Other new beta-lactam/beta-lactamase inhibitors such as I-R and MVB may represent an alternative option in patients with CZA-resistant KPC-producing K. pneumoniae. In our case, the CZA-resistant strain was fully susceptible to MVB, and we observed a significant reduction of meropenem MIC (from 2 to 0.125 mg/L) after the addition of vaborbactam. This seems to suggest an enhanced activity of vaborbactam against KPC-31. Data about MVB are limited. MVB therapy has been evaluated in 16 critically ill patients with KPC- Klebsiella pneumoniae infections [22]. One of the isolates produced KPC-31, and this strain was resistant to CZA. Notably, MVB therapy of KPC-31 Klebsiella pneumoniae infection was associated with recurrent infection by an MVB-nonsusceptible strain (the initial MVB MIC was 0.12 μg/mL, while the MIC of the subsequent recurrent isolate was 8 μg/mL). Whole-genome sequencing analysis identified an IS5 insertion in the ompK36 promoter of the recurrent isolate that was not present at baseline and that might explain the increase in the MIC values to MVB. The blaKPC on an IncFIA pBK30683-like plasmid that encoded KPC-31 was unchanged, suggesting that the MVB nonsusceptibility was independent from production of mutant KPC-31 carbapenemase [22]. All these observations support the choice to treat our patient with MVB.

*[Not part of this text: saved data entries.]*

//! Game catalog records.
//!
//! The same structs serve as the on-disk catalog schema (embedded seed,
//! `knowledge.data_path`, `knowledge.sync_url`) and the admin API payloads.

use serde::{Deserialize, Serialize};
use strum::{Display, EnumString};

/// Map lane. Accepts the in-game names (`baron`, `duo`) as well.
#[derive(Debug, Clone, Copy, PartialEq, Eq, Hash, EnumString, Display, Serialize, Deserialize)]
#[strum(ascii_case_insensitive)]
#[serde(rename_all = "snake_case")]
pub enum Lane {
    #[strum(to_string = "top", serialize = "baron")]
    #[serde(alias = "baron")]
    Top,
    #[strum(to_string = "jungle", serialize = "jg")]
    #[serde(alias = "jg")]
    Jungle,
    #[strum(to_string = "mid", serialize = "middle")]
    #[serde(alias = "middle")]
    Mid,
    #[strum(to_string = "bot", serialize = "duo", serialize = "adc", serialize = "dragon")]
    #[serde(alias = "duo", alias = "adc", alias = "dragon")]
    Bot,
    #[strum(to_string = "support", serialize = "sup")]
    #[serde(alias = "sup")]
    Support,
}

#[derive(Debug, Clone, Copy, PartialEq, Eq, Hash, EnumString, Display, Serialize, Deserialize)]
#[strum(serialize_all = "snake_case")]
#[serde(rename_all = "snake_case")]
pub enum Role {
    Fighter,
    Tank,
    Assassin,
    Mage,
    Marksman,
    Support,
}

/// Champion kit traits that matter for itemization
#[derive(Debug, Clone, Copy, PartialEq, Eq, Hash, EnumString, Display, Serialize, Deserialize)]
#[strum(serialize_all = "snake_case")]
#[serde(rename_all = "snake_case")]
pub enum ChampionTrait {
    /// Heals allies
    Healer,
    /// Heals itself through its kit
    SelfHeal,
    Burst,
    Engage,
    Shields,
}

/// What an item is good against
#[derive(Debug, Clone, Copy, PartialEq, Eq, Hash, EnumString, Display, Serialize, Deserialize)]
#[strum(serialize_all = "snake_case")]
#[serde(rename_all = "snake_case")]
pub enum Archetype {
    Fighter,
    Tank,
    Assassin,
    Mage,
    Marksman,
    Support,
    Healer,
}

impl From<Role> for Archetype {
    fn from(role: Role) -> Self {
        match role {
            Role::Fighter => Archetype::Fighter,
            Role::Tank => Archetype::Tank,
            Role::Assassin => Archetype::Assassin,
            Role::Mage => Archetype::Mage,
            Role::Marksman => Archetype::Marksman,
            Role::Support => Archetype::Support,
        }
    }
}

#[derive(Debug, Clone, Copy, PartialEq, Eq, Hash, EnumString, Display, Serialize, Deserialize)]
#[strum(serialize_all = "snake_case")]
#[serde(rename_all = "snake_case")]
pub enum DamageType {
    Physical,
    Magic,
    Mixed,
}

#[derive(
    Debug, Clone, Copy, PartialEq, Eq, Hash, Default, EnumString, Display, Serialize, Deserialize,
)]
#[strum(serialize_all = "snake_case", ascii_case_insensitive)]
#[serde(rename_all = "snake_case")]
pub enum ItemCategory {
    Physical,
    Magic,
    Defense,
    Boots,
    Support,
    #[default]
    General,
}

#[derive(Debug, Clone, Copy, PartialEq, Eq, Hash, EnumString, Display, Serialize, Deserialize)]
#[strum(serialize_all = "snake_case")]
#[serde(rename_all = "snake_case")]
pub enum ItemTag {
    Armor,
    MagicResist,
    Health,
    AntiHeal,
    ArmorPen,
    MagicPen,
    Crit,
    AttackSpeed,
    AbilityHaste,
    Mana,
    Sustain,
    Shield,
    Slow,
    Execute,
    Tenacity,
    /// Only worth it once the game has gone long
    LateGame,
    Core,
    AntiCrit,
}

#[derive(Debug, Clone, PartialEq, Serialize, Deserialize)]
pub struct LaneWinrate {
    pub lane: Lane,
    /// Percentage, e.g. `51.3`
    pub winrate: f32,
    #[serde(default, skip_serializing_if = "Option::is_none")]
    pub pick_rate: Option<f32>,
}

/// Champion record
#[derive(Debug, Clone, Serialize, Deserialize)]
pub struct Champion {
    pub name: String,
    #[serde(default)]
    pub aliases: Vec<String>,
    pub roles: Vec<Role>,
    #[serde(default)]
    pub traits: Vec<ChampionTrait>,
    pub damage_type: DamageType,
    /// 1 (easy) to 3 (hard)
    #[serde(default = "default_difficulty")]
    pub difficulty: u8,
    /// 1-10 rating
    #[serde(default = "default_rating")]
    pub damage: u8,
    /// 1-10 rating
    #[serde(default = "default_rating")]
    pub survivability: u8,
    #[serde(default)]
    pub winrates: Vec<LaneWinrate>,
}

fn default_difficulty() -> u8 {
    2
}

fn default_rating() -> u8 {
    5
}

impl Champion {
    pub fn primary_role(&self) -> Option<Role> {
        self.roles.first().copied()
    }

    pub fn has_role(&self, role: Role) -> bool {
        self.roles.contains(&role)
    }

    pub fn has_trait(&self, t: ChampionTrait) -> bool {
        self.traits.contains(&t)
    }

    /// Heals itself or its allies
    pub fn heals(&self) -> bool {
        self.has_trait(ChampionTrait::Healer) || self.has_trait(ChampionTrait::SelfHeal)
    }

    /// Archetypes an item can counter on this champion
    pub fn archetypes(&self) -> Vec<Archetype> {
        let mut out: Vec<Archetype> = self.roles.iter().map(|r| Archetype::from(*r)).collect();
        if self.heals() {
            out.push(Archetype::Healer);
        }
        out
    }

    pub fn winrate(&self, lane: Option<Lane>) -> Option<&LaneWinrate> {
        match lane {
            Some(lane) => self.winrates.iter().find(|w| w.lane == lane),
            None => self.winrates.first(),
        }
    }
}

/// Flat item stats as parsed from stat text (`+55 AD`, `+40 MR`)
#[derive(Debug, Clone, Default, PartialEq, Eq, Serialize, Deserialize)]
#[serde(default)]
pub struct ItemStats {
    pub attack_damage: u32,
    pub ability_power: u32,
    pub health: u32,
    pub mana: u32,
    pub armor: u32,
    pub magic_resist: u32,
    pub attack_speed: u32,
    pub crit_chance: u32,
    pub ability_haste: u32,
    pub magic_pen: u32,
    pub omnivamp: u32,
    pub heal_shield_power: u32,
}

impl ItemStats {
    pub fn is_empty(&self) -> bool {
        *self == ItemStats::default()
    }
}

/// Item record
#[derive(Debug, Clone, Serialize, Deserialize)]
pub struct Item {
    pub name: String,
    #[serde(default)]
    pub aliases: Vec<String>,
    #[serde(default)]
    pub category: ItemCategory,
    pub cost: u32,
    #[serde(default, skip_serializing_if = "ItemStats::is_empty")]
    pub stats: ItemStats,
    #[serde(default)]
    pub passive: String,
    #[serde(default)]
    pub tags: Vec<ItemTag>,
    #[serde(default)]
    pub counters: Vec<Archetype>,
    /// Raw stat line from the source, used to derive `stats`/`tags` when absent
    #[serde(default, skip_serializing_if = "Option::is_none")]
    pub stats_text: Option<String>,
}

impl Item {
    pub fn has_tag(&self, tag: ItemTag) -> bool {
        self.tags.contains(&tag)
    }

    pub fn counters_any(&self, archetypes: &[Archetype]) -> bool {
        self.counters.iter().any(|a| archetypes.contains(a))
    }
}

/// Localized tip text
#[derive(Debug, Clone, Serialize, Deserialize)]
pub struct LocalizedText {
    pub en: String,
    pub pt: String,
}

impl LocalizedText {
    pub fn for_locale(&self, locale: &str) -> &str {
        if crate::i18n::is_english(locale) {
            &self.en
        } else {
            &self.pt
        }
    }
}

/// Matchup between an unordered champion pair
#[derive(Debug, Clone, Serialize, Deserialize)]
pub struct Matchup {
    pub champions: [String; 2],
    #[serde(default, skip_serializing_if = "Option::is_none")]
    pub lane: Option<Lane>,
    /// 1 (easy) to 3 (hard) for the first champion
    #[serde(default = "default_difficulty")]
    pub difficulty: u8,
    /// Champion favored in the matchup, if any
    #[serde(default, skip_serializing_if = "Option::is_none")]
    pub favored: Option<String>,
    pub tips: LocalizedText,
}

impl Matchup {
    pub fn involves(&self, a: &str, b: &str) -> bool {
        let [x, y] = &self.champions;
        (x.eq_ignore_ascii_case(a) && y.eq_ignore_ascii_case(b))
            || (x.eq_ignore_ascii_case(b) && y.eq_ignore_ascii_case(a))
    }
}

/// Whole catalog document
#[derive(Debug, Clone, Default, Serialize, Deserialize)]
pub struct Catalog {
    #[serde(default)]
    pub champions: Vec<Champion>,
    #[serde(default)]
    pub items: Vec<Item>,
    #[serde(default)]
    pub matchups: Vec<Matchup>,
}

#[cfg(test)]
mod tests {
    use super::*;
    use std::str::FromStr;

    #[test]
    fn test_lane_accepts_in_game_names() {
        assert_eq!(Lane::from_str("baron").unwrap(), Lane::Top);
        assert_eq!(Lane::from_str("DUO").unwrap(), Lane::Bot);
        assert_eq!(Lane::Top.to_string(), "top");

        let lane: Lane = serde_json::from_str("\"duo\"").unwrap();
        assert_eq!(lane, Lane::Bot);
    }

    #[test]
    fn test_archetypes_include_healer() {
        let champ: Champion = serde_json::from_str(
            r#"{"name":"Nami","roles":["support","mage"],"traits":["healer"],"damage_type":"magic"}"#,
        )
        .unwrap();

        assert_eq!(
            champ.archetypes(),
            vec![Archetype::Support, Archetype::Mage, Archetype::Healer]
        );
        assert_eq!(champ.damage, 5);
    }

    #[test]
    fn test_matchup_is_unordered() {
        let m = Matchup {
            champions: ["Darius".into(), "Garen".into()],
            lane: Some(Lane::Top),
            difficulty: 2,
            favored: None,
            tips: LocalizedText {
                en: "x".into(),
                pt: "y".into(),
            },
        };
        assert!(m.involves("garen", "darius"));
        assert!(!m.involves("garen", "jax"));
    }
}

Finally, it should be noted that the KPC-producing K. pneumoniae isolated in our patient was resistant to cefiderocol. To the best of our knowledge, resistance to cefiderocol has been not described in KPC–Klebsiella pneumoniae. A recent study showed that out of 51 KPC-3-producing carbapenem-resistant Klebsiella pneumoniae strains, all were susceptible to cefiderocol, even if resistant to CZA [23]. Further studies investigating the resistance mechanism to cefiderocol in KPC-producing Klebsiella pneumoniae are needed.

In conclusion, the spread of Klebsiella pneumoniae harboring KPC-3 variant enzymes, such as KPC-31, that confer resistance to CZA should be carefully monitored. As these variants are associated with restoration of meropenem susceptibility, MVB—instead of meropenem alone—may be a therapeutic option.